The expected result is the material below, reproduced exactly from its first line through the line containing "a DIB header".

== Segment start ==

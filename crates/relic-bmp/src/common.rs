/*
 * Copyright (c) 2023.
 *
 * This software is free software;
 *
 * You can redistribute it or modify it under terms of the MIT, Apache License or Zlib license
 */

use relic_core::buffer::Hotspot;

/// Only compression the decoder handles
pub(crate) const BI_RGB: u32 = 0;

/// Size of the info header used by icons and plain v3 bitmaps
pub(crate) const BITMAPINFOHEADER_SIZE: u32 = 40;

/// Largest width or height accepted from a DIB header
pub(crate) const MAX_DIB_DIMENSION: i32 = 0x00FF_FFFF;

pub(crate) const ICON_TYPE_ICO: u16 = 1;
pub(crate) const ICON_TYPE_CUR: u16 = 2;

/// The container a DIB was found in
#[derive(Copy, Clone, Debug, Eq, PartialEq)]
pub enum ContainerKind {
    /// A plain `.bmp` file starting with `BM`
    Bitmap,
    /// An icon directory of type 1
    Icon,
    /// A cursor directory of type 2
    Cursor
}

impl ContainerKind {
    pub(crate) const fn from_icon_type(icon_type: u16) -> Option<ContainerKind> {
        match icon_type {
            ICON_TYPE_ICO => Some(ContainerKind::Icon),
            ICON_TYPE_CUR => Some(ContainerKind::Cursor),
            _ => None
        }
    }
}

/// One entry of an icon or cursor directory
///
/// The single byte dimension and color fields are stored expanded,
/// so a stored `0` reads as `256`.
#[derive(Copy, Clone, Debug, Eq, PartialEq)]
pub struct IconDirEntry {
    pub width:        u16,
    pub height:       u16,
    pub color_count:  u16,
    pub reserved:     u8,
    /// Color planes for icons, hotspot x for cursors
    pub planes:       u16,
    /// Bits per pixel for icons, hotspot y for cursors
    pub bit_count:    u16,
    pub bytes_in_res: u32,
    /// Offset of the DIB from the start of the directory
    pub image_offset: u32
}

impl IconDirEntry {
    pub(crate) fn from_bytes(bytes: [u8; 16]) -> IconDirEntry {
        let expand = |x: u8| if x == 0 { 256 } else { u16::from(x) };

        IconDirEntry {
            width:        expand(bytes[0]),
            height:       expand(bytes[1]),
            color_count:  expand(bytes[2]),
            reserved:     bytes[3],
            planes:       u16::from_le_bytes([bytes[4], bytes[5]]),
            bit_count:    u16::from_le_bytes([bytes[6], bytes[7]]),
            bytes_in_res: u32::from_le_bytes([bytes[8], bytes[9], bytes[10], bytes[11]]),
            image_offset: u32::from_le_bytes([bytes[12], bytes[13], bytes[14], bytes[15]])
        }
    }

    /// The hotspot fields of a cursor entry
    pub const fn hotspot(&self) -> Hotspot {
        Hotspot {
            x: self.planes,
            y: self.bit_count
        }
    }
}

/// Index of the entry with the most colors, the first one wins a tie
pub(crate) fn best_entry(entries: &[IconDirEntry]) -> Option<usize> {
    let mut best: Option<usize> = None;

    for (i, entry) in entries.iter().enumerate() {
        match best {
            Some(b) if entries[b].color_count >= entry.color_count => {}
            _ => best = Some(i)
        }
    }
    best
}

== Segment end ==

[EXERCISE ANSWER]:
filename crates/relic-bmp/src/common.rs
/*
 * Copyright (c) 2023.
 *
 * This software is free software;
 *
 * You can redistribute it or modify it under terms of the MIT, Apache License or Zlib license
 */

use relic_core::buffer::Hotspot;

/// Only compression the decoder handles
pub(crate) const BI_RGB: u32 = 0;

/// Size of the info header used by icons and plain v3 bitmaps
pub(crate) const BITMAPINFOHEADER_SIZE: u32 = 40;

/// Largest width or height accepted from a DIB header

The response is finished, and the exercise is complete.